# [Assignment]
Search the entries below for the string "item" and copy the lines that hold it.

━━━━━ Dataset extract ━━━━━

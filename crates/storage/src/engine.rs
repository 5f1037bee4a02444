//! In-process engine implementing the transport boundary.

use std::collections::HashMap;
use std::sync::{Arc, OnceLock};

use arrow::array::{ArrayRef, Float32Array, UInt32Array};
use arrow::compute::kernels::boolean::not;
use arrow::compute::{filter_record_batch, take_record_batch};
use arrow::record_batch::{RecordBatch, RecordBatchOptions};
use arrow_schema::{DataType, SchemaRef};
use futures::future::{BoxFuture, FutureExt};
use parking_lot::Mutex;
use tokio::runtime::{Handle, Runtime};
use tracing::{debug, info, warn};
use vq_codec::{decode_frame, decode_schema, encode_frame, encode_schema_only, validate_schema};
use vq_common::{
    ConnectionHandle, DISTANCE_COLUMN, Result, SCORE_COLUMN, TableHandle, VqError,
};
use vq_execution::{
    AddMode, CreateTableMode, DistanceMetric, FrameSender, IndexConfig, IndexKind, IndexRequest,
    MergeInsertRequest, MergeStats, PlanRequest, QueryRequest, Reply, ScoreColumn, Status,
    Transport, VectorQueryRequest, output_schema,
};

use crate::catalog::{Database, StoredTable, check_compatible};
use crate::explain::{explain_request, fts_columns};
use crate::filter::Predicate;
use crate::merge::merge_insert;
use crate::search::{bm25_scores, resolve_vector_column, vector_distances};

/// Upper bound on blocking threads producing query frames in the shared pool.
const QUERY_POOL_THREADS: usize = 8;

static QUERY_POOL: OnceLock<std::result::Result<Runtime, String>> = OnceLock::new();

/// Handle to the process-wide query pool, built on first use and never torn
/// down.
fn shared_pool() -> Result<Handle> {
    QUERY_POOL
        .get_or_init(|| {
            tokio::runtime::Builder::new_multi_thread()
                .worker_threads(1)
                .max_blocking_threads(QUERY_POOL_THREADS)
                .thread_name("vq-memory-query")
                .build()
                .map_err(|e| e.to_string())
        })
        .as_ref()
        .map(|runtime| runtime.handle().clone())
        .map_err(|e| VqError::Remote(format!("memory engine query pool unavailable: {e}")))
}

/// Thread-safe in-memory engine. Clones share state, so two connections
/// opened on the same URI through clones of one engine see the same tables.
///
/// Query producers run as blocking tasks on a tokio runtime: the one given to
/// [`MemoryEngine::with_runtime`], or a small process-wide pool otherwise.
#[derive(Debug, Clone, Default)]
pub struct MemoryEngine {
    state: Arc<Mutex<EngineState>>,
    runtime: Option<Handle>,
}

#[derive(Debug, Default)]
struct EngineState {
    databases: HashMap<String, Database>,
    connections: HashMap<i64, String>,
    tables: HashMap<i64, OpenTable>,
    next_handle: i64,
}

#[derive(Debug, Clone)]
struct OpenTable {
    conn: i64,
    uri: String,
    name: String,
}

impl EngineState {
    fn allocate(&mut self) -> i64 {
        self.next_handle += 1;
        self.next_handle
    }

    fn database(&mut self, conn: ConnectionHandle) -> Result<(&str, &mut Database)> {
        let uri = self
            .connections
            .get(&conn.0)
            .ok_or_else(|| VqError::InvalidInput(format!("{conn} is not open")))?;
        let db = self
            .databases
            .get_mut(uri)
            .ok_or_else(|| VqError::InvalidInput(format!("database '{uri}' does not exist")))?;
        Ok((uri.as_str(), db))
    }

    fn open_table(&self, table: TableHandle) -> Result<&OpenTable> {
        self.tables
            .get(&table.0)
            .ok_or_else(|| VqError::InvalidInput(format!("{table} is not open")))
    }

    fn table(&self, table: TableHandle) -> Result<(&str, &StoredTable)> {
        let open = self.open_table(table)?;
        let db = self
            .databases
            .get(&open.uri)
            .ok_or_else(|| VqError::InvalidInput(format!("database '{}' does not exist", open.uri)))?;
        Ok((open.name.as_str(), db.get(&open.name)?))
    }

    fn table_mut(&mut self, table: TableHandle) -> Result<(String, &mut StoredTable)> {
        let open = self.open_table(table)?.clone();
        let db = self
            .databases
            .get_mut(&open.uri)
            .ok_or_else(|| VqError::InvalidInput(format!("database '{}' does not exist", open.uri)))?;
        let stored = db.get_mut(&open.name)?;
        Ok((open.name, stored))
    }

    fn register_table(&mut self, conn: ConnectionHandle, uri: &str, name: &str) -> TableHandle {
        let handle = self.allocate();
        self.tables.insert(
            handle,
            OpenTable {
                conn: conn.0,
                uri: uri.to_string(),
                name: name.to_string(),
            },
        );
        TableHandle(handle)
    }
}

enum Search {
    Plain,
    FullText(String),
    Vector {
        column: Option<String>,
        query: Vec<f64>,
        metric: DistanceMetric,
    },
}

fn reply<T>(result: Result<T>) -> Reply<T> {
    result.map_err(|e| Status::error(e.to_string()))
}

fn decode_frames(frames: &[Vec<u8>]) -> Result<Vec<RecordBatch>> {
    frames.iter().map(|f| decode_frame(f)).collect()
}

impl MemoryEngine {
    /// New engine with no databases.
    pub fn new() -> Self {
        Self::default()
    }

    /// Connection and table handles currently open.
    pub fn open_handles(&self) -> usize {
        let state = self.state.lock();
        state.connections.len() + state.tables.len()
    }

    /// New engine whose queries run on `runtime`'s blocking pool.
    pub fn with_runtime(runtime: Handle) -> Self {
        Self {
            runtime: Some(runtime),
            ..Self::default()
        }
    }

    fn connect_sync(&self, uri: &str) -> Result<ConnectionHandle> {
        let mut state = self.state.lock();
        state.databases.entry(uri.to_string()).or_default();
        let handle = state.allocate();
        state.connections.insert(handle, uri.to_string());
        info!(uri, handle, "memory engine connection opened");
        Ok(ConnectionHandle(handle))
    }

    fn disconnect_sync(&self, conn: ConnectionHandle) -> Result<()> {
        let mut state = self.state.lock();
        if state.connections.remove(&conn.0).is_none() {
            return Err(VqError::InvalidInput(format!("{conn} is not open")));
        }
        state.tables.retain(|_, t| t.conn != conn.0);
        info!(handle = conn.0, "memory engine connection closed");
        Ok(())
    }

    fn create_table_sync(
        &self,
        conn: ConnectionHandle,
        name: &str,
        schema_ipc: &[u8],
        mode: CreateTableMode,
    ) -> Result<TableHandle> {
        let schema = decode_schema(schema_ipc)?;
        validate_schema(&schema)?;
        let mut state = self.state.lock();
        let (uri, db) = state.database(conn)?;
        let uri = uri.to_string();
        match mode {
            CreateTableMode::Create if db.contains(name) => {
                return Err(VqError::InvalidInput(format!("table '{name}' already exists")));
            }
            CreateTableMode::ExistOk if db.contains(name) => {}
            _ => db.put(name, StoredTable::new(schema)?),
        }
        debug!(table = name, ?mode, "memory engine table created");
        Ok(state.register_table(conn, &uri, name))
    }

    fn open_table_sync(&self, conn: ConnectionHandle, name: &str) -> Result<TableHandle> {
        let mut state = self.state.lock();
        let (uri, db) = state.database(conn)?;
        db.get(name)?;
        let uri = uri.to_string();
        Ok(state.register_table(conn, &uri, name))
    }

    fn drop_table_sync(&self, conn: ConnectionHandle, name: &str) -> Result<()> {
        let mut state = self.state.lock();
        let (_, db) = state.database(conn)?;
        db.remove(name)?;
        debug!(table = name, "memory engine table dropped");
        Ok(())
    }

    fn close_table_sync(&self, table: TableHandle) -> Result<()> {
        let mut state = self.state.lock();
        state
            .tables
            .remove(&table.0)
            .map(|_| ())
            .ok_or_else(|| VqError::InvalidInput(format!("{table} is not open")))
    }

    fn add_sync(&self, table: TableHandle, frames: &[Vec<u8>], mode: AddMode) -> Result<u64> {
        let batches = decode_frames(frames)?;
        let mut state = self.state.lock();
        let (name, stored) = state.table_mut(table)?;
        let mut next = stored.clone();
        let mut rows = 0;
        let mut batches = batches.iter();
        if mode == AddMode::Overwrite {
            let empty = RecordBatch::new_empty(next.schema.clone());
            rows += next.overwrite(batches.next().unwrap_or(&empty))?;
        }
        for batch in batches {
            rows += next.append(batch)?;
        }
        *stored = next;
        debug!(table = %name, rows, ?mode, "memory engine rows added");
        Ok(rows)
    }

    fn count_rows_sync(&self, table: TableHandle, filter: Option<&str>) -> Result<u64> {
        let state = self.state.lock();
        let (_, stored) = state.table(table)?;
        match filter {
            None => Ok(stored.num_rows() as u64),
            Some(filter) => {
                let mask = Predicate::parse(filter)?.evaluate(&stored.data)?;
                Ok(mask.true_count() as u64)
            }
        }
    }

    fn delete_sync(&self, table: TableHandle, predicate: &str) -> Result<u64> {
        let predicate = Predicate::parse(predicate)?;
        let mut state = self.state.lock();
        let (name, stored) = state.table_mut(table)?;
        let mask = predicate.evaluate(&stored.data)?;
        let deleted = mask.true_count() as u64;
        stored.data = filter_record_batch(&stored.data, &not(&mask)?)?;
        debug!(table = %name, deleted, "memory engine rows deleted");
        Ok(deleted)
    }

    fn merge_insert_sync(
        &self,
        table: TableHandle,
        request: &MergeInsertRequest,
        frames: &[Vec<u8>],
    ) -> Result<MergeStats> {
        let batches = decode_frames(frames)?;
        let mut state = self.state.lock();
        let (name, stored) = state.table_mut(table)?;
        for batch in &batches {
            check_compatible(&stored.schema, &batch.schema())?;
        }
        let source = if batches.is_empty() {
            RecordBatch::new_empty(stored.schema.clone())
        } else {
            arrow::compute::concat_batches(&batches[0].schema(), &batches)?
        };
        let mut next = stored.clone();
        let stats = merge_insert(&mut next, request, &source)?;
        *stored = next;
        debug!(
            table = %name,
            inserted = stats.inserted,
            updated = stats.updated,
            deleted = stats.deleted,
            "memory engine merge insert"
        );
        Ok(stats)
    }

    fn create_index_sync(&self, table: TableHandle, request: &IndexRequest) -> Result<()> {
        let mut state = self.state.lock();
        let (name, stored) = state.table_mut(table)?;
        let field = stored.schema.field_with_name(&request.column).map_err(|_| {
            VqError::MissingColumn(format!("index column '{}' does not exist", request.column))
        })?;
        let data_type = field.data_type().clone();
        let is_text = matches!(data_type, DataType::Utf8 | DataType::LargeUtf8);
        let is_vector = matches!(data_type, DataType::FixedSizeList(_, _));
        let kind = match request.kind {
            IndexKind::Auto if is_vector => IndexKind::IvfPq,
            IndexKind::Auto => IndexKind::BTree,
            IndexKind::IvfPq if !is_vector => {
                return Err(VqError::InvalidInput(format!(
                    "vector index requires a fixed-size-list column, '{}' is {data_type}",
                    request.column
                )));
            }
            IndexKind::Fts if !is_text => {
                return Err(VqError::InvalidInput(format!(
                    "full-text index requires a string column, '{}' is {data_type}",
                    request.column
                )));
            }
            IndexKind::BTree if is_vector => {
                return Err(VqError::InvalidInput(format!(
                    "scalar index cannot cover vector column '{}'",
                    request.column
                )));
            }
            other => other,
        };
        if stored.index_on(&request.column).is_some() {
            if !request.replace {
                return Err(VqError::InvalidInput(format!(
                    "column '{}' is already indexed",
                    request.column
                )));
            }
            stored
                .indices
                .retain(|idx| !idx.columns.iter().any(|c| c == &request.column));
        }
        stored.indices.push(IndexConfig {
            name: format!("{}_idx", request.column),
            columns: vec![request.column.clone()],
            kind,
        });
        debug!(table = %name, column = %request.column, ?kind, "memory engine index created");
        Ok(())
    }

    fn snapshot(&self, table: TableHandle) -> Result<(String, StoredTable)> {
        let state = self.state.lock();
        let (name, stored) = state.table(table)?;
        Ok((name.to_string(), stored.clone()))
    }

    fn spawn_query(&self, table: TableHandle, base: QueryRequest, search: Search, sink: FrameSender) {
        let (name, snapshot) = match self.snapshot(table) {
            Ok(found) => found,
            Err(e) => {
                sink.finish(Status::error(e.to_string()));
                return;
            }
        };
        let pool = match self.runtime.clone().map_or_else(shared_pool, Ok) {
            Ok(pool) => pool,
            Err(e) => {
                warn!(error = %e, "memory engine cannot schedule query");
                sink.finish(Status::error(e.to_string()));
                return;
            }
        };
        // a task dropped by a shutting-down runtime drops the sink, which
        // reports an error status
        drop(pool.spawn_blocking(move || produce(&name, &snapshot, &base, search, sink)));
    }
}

━━━━━
━━━━━ Dataset extract ━━━━━

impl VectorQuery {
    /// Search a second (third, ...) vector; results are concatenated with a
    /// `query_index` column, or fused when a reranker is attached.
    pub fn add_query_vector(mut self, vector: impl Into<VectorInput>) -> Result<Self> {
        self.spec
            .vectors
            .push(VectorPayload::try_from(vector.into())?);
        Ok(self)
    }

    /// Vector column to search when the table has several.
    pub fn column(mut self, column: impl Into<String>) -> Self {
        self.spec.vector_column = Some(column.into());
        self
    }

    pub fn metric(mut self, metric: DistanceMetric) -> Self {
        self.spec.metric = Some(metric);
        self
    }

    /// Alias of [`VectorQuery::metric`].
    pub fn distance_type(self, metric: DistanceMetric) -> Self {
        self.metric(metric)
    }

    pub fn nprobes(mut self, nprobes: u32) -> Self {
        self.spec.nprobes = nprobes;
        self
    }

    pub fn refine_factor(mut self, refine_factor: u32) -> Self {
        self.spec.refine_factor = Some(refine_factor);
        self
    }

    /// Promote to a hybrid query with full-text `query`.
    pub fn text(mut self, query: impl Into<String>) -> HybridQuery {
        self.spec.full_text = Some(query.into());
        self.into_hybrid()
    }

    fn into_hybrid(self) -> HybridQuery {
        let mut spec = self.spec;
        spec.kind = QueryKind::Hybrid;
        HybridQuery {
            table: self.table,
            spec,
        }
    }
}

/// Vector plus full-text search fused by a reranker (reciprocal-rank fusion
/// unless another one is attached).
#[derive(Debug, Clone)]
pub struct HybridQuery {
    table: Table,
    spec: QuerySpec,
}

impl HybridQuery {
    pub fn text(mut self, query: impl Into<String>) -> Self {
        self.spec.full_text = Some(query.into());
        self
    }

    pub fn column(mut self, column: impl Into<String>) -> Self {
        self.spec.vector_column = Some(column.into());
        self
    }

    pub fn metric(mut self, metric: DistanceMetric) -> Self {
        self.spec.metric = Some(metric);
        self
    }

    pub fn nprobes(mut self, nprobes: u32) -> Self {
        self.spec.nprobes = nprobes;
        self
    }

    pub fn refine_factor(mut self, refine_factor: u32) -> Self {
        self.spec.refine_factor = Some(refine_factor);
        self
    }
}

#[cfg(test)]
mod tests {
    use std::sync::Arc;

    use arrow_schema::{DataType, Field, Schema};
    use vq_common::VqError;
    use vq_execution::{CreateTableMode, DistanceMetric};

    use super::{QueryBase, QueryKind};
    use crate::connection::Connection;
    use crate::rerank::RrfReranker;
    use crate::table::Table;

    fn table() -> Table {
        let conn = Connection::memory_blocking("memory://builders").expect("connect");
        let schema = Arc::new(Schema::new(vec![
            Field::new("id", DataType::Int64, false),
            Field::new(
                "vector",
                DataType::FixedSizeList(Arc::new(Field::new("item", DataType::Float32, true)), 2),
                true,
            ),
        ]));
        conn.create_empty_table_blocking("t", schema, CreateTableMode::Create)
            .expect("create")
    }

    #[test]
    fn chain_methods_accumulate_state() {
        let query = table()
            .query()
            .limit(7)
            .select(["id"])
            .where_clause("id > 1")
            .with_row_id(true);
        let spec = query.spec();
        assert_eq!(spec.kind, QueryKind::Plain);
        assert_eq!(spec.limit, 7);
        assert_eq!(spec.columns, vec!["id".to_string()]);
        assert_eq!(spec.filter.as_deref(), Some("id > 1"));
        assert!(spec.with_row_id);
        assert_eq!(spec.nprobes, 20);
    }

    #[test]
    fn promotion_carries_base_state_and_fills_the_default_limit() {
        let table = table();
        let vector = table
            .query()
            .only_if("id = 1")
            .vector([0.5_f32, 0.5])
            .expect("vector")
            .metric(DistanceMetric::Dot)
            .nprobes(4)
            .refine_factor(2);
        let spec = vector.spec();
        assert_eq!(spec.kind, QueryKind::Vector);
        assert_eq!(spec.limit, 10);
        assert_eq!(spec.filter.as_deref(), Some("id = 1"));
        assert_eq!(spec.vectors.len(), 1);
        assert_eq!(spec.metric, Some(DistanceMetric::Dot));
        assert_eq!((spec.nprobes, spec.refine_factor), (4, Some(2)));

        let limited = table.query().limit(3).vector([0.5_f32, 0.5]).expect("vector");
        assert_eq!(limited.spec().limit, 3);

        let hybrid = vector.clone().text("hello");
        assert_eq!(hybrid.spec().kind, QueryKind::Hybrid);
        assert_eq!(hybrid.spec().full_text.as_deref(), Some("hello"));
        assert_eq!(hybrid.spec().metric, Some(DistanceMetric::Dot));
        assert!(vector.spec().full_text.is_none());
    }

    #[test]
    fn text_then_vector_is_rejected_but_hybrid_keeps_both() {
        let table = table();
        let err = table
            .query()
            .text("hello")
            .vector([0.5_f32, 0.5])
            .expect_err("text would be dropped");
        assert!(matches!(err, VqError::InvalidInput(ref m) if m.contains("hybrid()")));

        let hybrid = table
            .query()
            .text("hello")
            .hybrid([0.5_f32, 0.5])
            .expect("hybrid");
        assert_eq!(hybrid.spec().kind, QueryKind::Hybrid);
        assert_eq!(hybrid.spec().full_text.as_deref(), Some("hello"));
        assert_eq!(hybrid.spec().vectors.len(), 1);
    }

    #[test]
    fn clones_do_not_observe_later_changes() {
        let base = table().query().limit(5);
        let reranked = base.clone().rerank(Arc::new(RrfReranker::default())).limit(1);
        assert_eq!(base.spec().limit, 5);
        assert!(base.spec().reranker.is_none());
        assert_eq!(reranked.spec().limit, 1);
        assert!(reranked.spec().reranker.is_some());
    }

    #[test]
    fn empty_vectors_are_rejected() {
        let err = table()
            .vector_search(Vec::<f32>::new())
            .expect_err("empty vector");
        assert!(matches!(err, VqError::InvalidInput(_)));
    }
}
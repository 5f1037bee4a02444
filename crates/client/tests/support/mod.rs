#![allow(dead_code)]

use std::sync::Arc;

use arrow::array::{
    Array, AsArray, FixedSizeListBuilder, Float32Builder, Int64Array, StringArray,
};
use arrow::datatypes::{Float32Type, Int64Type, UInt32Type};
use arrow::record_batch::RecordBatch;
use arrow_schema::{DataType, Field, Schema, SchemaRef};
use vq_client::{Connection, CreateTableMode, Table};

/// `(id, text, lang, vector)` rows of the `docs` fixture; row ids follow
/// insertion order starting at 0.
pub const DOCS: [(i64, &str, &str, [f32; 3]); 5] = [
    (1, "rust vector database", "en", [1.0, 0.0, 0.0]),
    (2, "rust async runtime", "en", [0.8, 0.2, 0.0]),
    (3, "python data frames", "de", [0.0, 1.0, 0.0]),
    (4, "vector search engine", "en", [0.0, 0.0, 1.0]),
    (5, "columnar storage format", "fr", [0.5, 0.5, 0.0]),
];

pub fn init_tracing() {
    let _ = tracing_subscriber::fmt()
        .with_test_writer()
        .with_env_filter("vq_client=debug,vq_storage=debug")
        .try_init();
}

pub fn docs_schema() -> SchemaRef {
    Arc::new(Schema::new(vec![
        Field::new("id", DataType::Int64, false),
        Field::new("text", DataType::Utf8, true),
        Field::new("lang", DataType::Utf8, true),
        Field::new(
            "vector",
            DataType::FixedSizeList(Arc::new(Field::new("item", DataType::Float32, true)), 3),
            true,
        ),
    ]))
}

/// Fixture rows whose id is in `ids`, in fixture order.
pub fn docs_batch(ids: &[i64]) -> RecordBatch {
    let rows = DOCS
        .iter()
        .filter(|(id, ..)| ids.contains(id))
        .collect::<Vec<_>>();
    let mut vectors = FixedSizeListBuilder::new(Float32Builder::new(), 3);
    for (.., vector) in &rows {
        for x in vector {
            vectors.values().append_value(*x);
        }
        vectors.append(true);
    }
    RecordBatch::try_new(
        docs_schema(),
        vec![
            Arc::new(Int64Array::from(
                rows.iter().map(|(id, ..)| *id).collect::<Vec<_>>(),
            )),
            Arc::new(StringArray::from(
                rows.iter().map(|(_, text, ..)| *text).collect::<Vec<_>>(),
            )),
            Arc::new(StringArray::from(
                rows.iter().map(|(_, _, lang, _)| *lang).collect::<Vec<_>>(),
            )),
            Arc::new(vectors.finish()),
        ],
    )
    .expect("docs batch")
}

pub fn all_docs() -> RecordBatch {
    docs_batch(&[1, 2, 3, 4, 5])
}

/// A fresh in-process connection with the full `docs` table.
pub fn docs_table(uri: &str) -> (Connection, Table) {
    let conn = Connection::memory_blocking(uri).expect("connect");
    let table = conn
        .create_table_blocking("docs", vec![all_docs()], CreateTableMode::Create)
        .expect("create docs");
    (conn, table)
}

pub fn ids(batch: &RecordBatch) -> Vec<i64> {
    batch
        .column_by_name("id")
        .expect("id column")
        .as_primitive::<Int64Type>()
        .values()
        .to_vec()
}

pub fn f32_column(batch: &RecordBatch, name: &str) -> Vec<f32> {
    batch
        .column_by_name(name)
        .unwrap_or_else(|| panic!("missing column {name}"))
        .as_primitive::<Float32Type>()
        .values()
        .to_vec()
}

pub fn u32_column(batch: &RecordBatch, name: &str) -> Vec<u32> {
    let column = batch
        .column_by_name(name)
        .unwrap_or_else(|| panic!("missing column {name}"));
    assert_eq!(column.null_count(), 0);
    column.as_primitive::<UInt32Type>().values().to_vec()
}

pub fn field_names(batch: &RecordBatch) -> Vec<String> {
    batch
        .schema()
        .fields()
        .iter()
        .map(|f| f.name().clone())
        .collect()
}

━━━━━

# [Your solution]
                DataType::FixedSizeList(Arc::new(Field::new("item", DataType::Float32, true)), 2),
            DataType::FixedSizeList(Arc::new(Field::new("item", DataType::Float32, true)), 3),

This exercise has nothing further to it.